Some of them are just too cute for words -



... some are a little, um, _odd_ - 



... and some folks just don't know when to say "Enough" - 



... but seeing as how they've been at our side for more than 100 years it's probably safe to say they'll always be with us, in one form or another.

Did you have a Teddy bear when you were a child? Do you still have it? Is your bedroom full to overflowing with them?


----------



## Ina

Phil, I only have the three that my hubby bought me when I was 15,16,17. They were my first toys. I love my bears.


----------



## SifuPhil

I never had the pleasure of owning a teddy bear - my playthings all came from the Island of Misfit Toys.


----------



## SeaBreeze

I'm not into stuffed animal, but I have two that my husband bought for me over the years.  This Teddy Bear was from a gift store at the top of Pike's Peak, I said that he was cute, and touched him and it was soooo soft...hubby insisted on getting it for me.

​


----------



## Ina

Sea, Same for me, I keep the bears because my hubby thought I needed toys. I didn't, but I did need him, and I still do. Oh, as you can see, I now have a signature.


----------



## SeaBreeze

*Orphaned Foal with Teddy Bear Mama*

*






* An orphaned week-old foal sleeps soundly in the lap of its new surrogate mum – a jumbo TEDDY BEAR.
 Breeze the bay pony was found abandoned on Dartmoor National Park just a few hours after his birth.
 Unable to find his mother, the tiny foundling was stumbling hopelessly around the hillside trying to suckle other mares.






 Orphaned Dartmoor Hill Pony Breeze who snuggles up with a teddy bear at the Mare and Foal Sanctuary in Newton Abbot, Devon
 By the time rescuers from a local equine sanctuary arrived Breeze had collapsed in a state of severe shock and dehydration.

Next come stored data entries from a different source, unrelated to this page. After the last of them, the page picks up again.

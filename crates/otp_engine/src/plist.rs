//! Reader for the `bplist00` binary property list encoding.
//!
//! Objects are located through the offset table and decoded on demand, so a
//! payload only has to be well formed along the paths that are actually
//! followed.

use thiserror::Error;

pub const BPLIST_MAGIC: &[u8] = b"bplist00";
const TRAILER_LEN: usize = 32;

#[derive(Debug, Error, Clone, PartialEq, Eq)]
pub enum PlistError {
    #[error("missing bplist00 header")]
    BadHeader,
    #[error("buffer truncated at offset {offset}")]
    Truncated { offset: usize },
    #[error("invalid trailer: {0}")]
    InvalidTrailer(&'static str),
    #[error("object reference {index} out of range ({count} objects)")]
    BadReference { index: usize, count: usize },
    #[error("unsupported object marker 0x{marker:02x} at offset {offset}")]
    UnsupportedMarker { marker: u8, offset: usize },
    #[error("invalid string data at offset {offset}")]
    InvalidString { offset: usize },
}

/// One decoded object. Container members are object indices, resolved with
/// [`BinaryPlist::object`].
#[derive(Debug, Clone, PartialEq)]
pub enum PlistObject<'a> {
    Null,
    Bool(bool),
    Integer(i64),
    Real(f64),
    Data(&'a [u8]),
    String(String),
    Uid(u64),
    Array(Vec<usize>),
    Dict(Vec<(usize, usize)>),
}

impl PlistObject<'_> {
    pub fn kind(&self) -> &'static str {
        match self {
            PlistObject::Null => "null",
            PlistObject::Bool(_) => "bool",
            PlistObject::Integer(_) => "integer",
            PlistObject::Real(_) => "real",
            PlistObject::Data(_) => "data",
            PlistObject::String(_) => "string",
            PlistObject::Uid(_) => "uid",
            PlistObject::Array(_) => "array",
            PlistObject::Dict(_) => "dict",
        }
    }
}

#[derive(Debug)]
pub struct BinaryPlist<'a> {
    data: &'a [u8],
    ref_size: usize,
    offsets: Vec<usize>,
    top: usize,
}

impl<'a> BinaryPlist<'a> {
    pub fn parse(data: &'a [u8]) -> Result<Self, PlistError> {
        if !data.starts_with(BPLIST_MAGIC) {
            return Err(PlistError::BadHeader);
        }
        if data.len() < BPLIST_MAGIC.len() + TRAILER_LEN {
            return Err(PlistError::Truncated { offset: data.len() });
        }
        let trailer_start = data.len() - TRAILER_LEN;
        let trailer = &data[trailer_start..];

        let offset_size = usize::from(trailer[6]);
        let ref_size = usize::from(trailer[7]);
        if !(1..=8).contains(&offset_size) {
            return Err(PlistError::InvalidTrailer("offset size out of range"));
        }
        if !(1..=8).contains(&ref_size) {
            return Err(PlistError::InvalidTrailer("reference size out of range"));
        }
        let count = to_usize(read_be(&trailer[8..16]))
            .ok_or(PlistError::InvalidTrailer("object count too large"))?;
        let top = to_usize(read_be(&trailer[16..24]))
            .ok_or(PlistError::InvalidTrailer("top object too large"))?;
        let table_start = to_usize(read_be(&trailer[24..32]))
            .ok_or(PlistError::InvalidTrailer("offset table position too large"))?;

        if count == 0 {
            return Err(PlistError::InvalidTrailer("empty object table"));
        }
        if top >= count {
            return Err(PlistError::BadReference { index: top, count });
        }
        let table_end = count
            .checked_mul(offset_size)
            .and_then(|len| len.checked_add(table_start))
            .ok_or(PlistError::InvalidTrailer("offset table overflows"))?;
        if table_start < BPLIST_MAGIC.len() || table_end > trailer_start {
            return Err(PlistError::Truncated { offset: table_start });
        }

        let offsets = data[table_start..table_end]
            .chunks_exact(offset_size)
            .map(|chunk| match to_usize(read_be(chunk)) {
                Some(offset) if (BPLIST_MAGIC.len()..table_start).contains(&offset) => Ok(offset),
                _ => Err(PlistError::Truncated { offset: table_start }),
            })
            .collect::<Result<Vec<_>, _>>()?;

        Ok(Self {
            data,
            ref_size,
            offsets,
            top,
        })
    }

    pub fn top_index(&self) -> usize {
        self.top
    }

    pub fn len(&self) -> usize {
        self.offsets.len()
    }

    pub fn is_empty(&self) -> bool {
        self.offsets.is_empty()
    }

    pub fn object(&self, index: usize) -> Result<PlistObject<'a>, PlistError> {
        let offset = *self.offsets.get(index).ok_or(PlistError::BadReference {
            index,
            count: self.offsets.len(),
        })?;
        let marker = *self.data.get(offset).ok_or(PlistError::Truncated { offset })?;
        let low = marker & 0x0F;
        let body = offset + 1;

        match marker >> 4 {
            0x0 => match marker {
                0x00 | 0x0F => Ok(PlistObject::Null),
                0x08 => Ok(PlistObject::Bool(false)),
                0x09 => Ok(PlistObject::Bool(true)),
                _ => Err(PlistError::UnsupportedMarker { marker, offset }),
            },
            0x1 => {
                let (value, _) = self.integer_at(offset)?;
                Ok(PlistObject::Integer(value))
            }
            0x2 => match low {
                2 => {
                    let bytes = self.slice(body, 4)?;
                    let bits = u32::try_from(read_be(bytes)).unwrap_or_default();
                    Ok(PlistObject::Real(f64::from(f32::from_bits(bits))))
                }
                3 => Ok(PlistObject::Real(f64::from_bits(read_be(self.slice(body, 8)?)))),
                _ => Err(PlistError::UnsupportedMarker { marker, offset }),
            },
            0x4 => {
                let (len, start) = self.count_at(offset)?;
                Ok(PlistObject::Data(self.slice(start, len)?))
            }
            0x5 => {
                let (len, start) = self.count_at(offset)?;
                let bytes = self.slice(start, len)?;
                if !bytes.is_ascii() {
                    return Err(PlistError::InvalidString { offset });
                }
                String::from_utf8(bytes.to_vec())
                    .map(PlistObject::String)
                    .map_err(|_| PlistError::InvalidString { offset })
            }
            0x6 => {
                let (units, start) = self.count_at(offset)?;
                let len = units
                    .checked_mul(2)
                    .ok_or(PlistError::Truncated { offset: start })?;
                let utf16: Vec<u16> = self
                    .slice(start, len)?
                    .chunks_exact(2)
                    .map(|pair| u16::from_be_bytes([pair[0], pair[1]]))
                    .collect();
                String::from_utf16(&utf16)
                    .map(PlistObject::String)
                    .map_err(|_| PlistError::InvalidString { offset })
            }
            0x8 => {
                let len = usize::from(low) + 1;
                if len > 8 {
                    return Err(PlistError::UnsupportedMarker { marker, offset });
                }
                Ok(PlistObject::Uid(read_be(self.slice(body, len)?)))
            }
            0xA => {
                let (count, start) = self.count_at(offset)?;
                Ok(PlistObject::Array(self.refs_at(start, count)?))
            }
            0xD => {
                let (count, start) = self.count_at(offset)?;
                let keys = self.refs_at(start, count)?;
                let values_start = start + count * self.ref_size;
                let values = self.refs_at(values_start, count)?;
                Ok(PlistObject::Dict(keys.into_iter().zip(values).collect()))
            }
            _ => Err(PlistError::UnsupportedMarker { marker, offset }),
        }
    }

    /// Looks up `key` among dict entries, comparing only string keys.
    pub fn dict_get(
        &self,
        entries: &[(usize, usize)],
        key: &str,
    ) -> Result<Option<usize>, PlistError> {
        for &(key_ref, value_ref) in entries {
            if let PlistObject::String(name) = self.object(key_ref)? {
                if name == key {
                    return Ok(Some(value_ref));
                }
            }
        }
        Ok(None)
    }

    fn slice(&self, start: usize, len: usize) -> Result<&'a [u8], PlistError> {
        let end = start
            .checked_add(len)
            .ok_or(PlistError::Truncated { offset: start })?;
        self.data
            .get(start..end)
            .ok_or(PlistError::Truncated { offset: start })
    }

    // Integer object at `offset`; returns the value and the offset past it.
    fn integer_at(&self, offset: usize) -> Result<(i64, usize), PlistError> {
        let marker = *self.data.get(offset).ok_or(PlistError::Truncated { offset })?;
        if marker >> 4 != 0x1 || marker & 0x0F > 3 {
            return Err(PlistError::UnsupportedMarker { marker, offset });
        }
        let len = 1usize << (marker & 0x0F);
        let raw = read_be(self.slice(offset + 1, len)?);
        // Only the 8-byte form can carry a sign bit.
        Ok((raw as i64, offset + 1 + len))
    }

    // Element count from the marker nibble, or from the trailing integer
    // object when the nibble is 0xF. Returns the count and the payload start.
    fn count_at(&self, offset: usize) -> Result<(usize, usize), PlistError> {
        let marker = self.data[offset];
        let low = marker & 0x0F;
        if low != 0x0F {
            return Ok((usize::from(low), offset + 1));
        }
        let (value, next) = self.integer_at(offset + 1)?;
        let count = usize::try_from(value).map_err(|_| PlistError::Truncated { offset })?;
        Ok((count, next))
    }

    fn refs_at(&self, start: usize, count: usize) -> Result<Vec<usize>, PlistError> {
        let len = count
            .checked_mul(self.ref_size)
            .ok_or(PlistError::Truncated { offset: start })?;
        self.slice(start, len)?
            .chunks_exact(self.ref_size)
            .map(|chunk| {
                let index = to_usize(read_be(chunk)).unwrap_or(usize::MAX);
                if index < self.offsets.len() {
                    Ok(index)
                } else {
                    Err(PlistError::BadReference {
                        index,
                        count: self.offsets.len(),
                    })
                }
            })
            .collect()
    }
}

fn read_be(bytes: &[u8]) -> u64 {
    bytes
        .iter()
        .fold(0u64, |acc, &byte| (acc << 8) | u64::from(byte))
}

fn to_usize(value: u64) -> Option<usize> {
    usize::try_from(value).ok()
}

 But after being nursed back to health over the following days he was missing one vital thing – a mum to cuddle and snuggle up to.
 Staff at the Devon-based Mare and Foal Sanctuary knew just the answer to comfort the lonely newborn – a four foot teddy they have named Buttons.

 Sanctuary executive director Syra Bowden said: “Sadly, little Breeze hasn’t got his mum around to keep him company.
“Although his carers here at the sanctuary work around the clock to look after him, it’s not quite the same.

“As a result, we always give our orphaned foals a giant cuddly toy as a companion.
“They’re just like human babies in the way it provides them with comfort”.

Breeze is being nursed 24 hours a day by a dedicated team of carers at the sanctuary’s Honeysuckle Farm in Newton Abbot, Devon.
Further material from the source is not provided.